The researchers have enrolled 203 patients who were treated with Boston Scientific’s Vercise DBS system, which is not approved for use in the United States. The researchers plan to track patients for 3 years.
“This is the first such industry-sponsored registry, which addresses a need in the field to track DBS practice and outcomes across multiple centers,” said Mark Richardson, MD, PhD, associate professor and director of epilepsy and movement disorders surgery at the University of Pittsburgh Medical Center. He did not take part in the study but is familiar with its findings.
The average age of participants is 59 years, which Dr. Deuschl said is a bit younger than many other studies, and 69% are male. Eighty-five serious adverse events were reported in 52 patients; 57 were not linked to the procedure. One patient died of a surgery-related hematoma.
At 6 months, patients reported a 22% improvement (P less than .0001) on the Parkinson’s Disease Questionnaire (PDQ-39), Dr. Deuschl said, and that level was sustained at 1 year.

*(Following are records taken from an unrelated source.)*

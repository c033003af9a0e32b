use serde::{Deserialize, Serialize};
use strum_macros::{Display, EnumString};
use utoipa::ToSchema;

#[derive(Debug, Copy, Clone, Eq, PartialEq, Serialize, Deserialize, Display, EnumString, ToSchema)]
#[strum(serialize_all = "snake_case")]
#[serde(rename_all = "snake_case")]
pub enum LeaveType {
    Annual,
    Sick,
    Unpaid,
    Maternity,
    Emergency,
}

#[derive(Debug, Copy, Clone, Eq, PartialEq, Serialize, Deserialize, Display, EnumString, ToSchema)]
#[strum(serialize_all = "snake_case")]
#[serde(rename_all = "snake_case")]
pub enum LeaveStatus {
    Pending,
    Approved,
    Rejected,
}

That level of improvement is significant, Dr. Richardson said in an interview.
“Previous randomized, controlled trials have shown that patients who are candidates for DBS but who continue medical management alone are most likely to have no improvement at all on any quality of life measures,” he said. In addition, “6 months is fairly short, and some patients likely have not reached stable stimulation programming and effectiveness.”
The researchers also reported that more than 90% of patients, their clinicians, and their caregivers reported improvement.
This kind of study is valuable in light of skepticism about DBS, which is used to treat patients who do not respond to medication, Dr. Tagliati noted.
“Despite 15 years of [Food and Drug Administration] approval, there is still some form of resistance out there in referring patients with Parkinson’s at the right time when they can still fully benefit from the procedure,” he said. “Registries have this potential great benefit in terms of awareness and reassuring people.”
As for the high rating of improvement, Dr. Tagliati said it reflects what he sees in the clinic.
“Barring complications, we have very substantial satisfaction in our patients, definitely in the short term after DBS,” he said. “Over the long term, the picture is more difficult to read.”
Dr. Deuschl said researchers would like to add hundreds more patients to the study, and they hope to gain data about the differences between the results from standard and directional-lead DBS systems.
Boston Scientific funded the study, and some of the authors work for the company.
Dr. Richardson reported receiving research grant funding from Medtronic. Dr. Tagliati reported receiving funding from Abbott, Boston Scientific, Medtronic, and all DBS manufacturers, and his clinic is an investigational center for the Vercise DBS system. Dr. Deuschl reported receiving consulting fees from Boston Scientific, grant funding from Medtronic, lecture fees from Almirall and Novartis, and royalties from Thieme Publishers.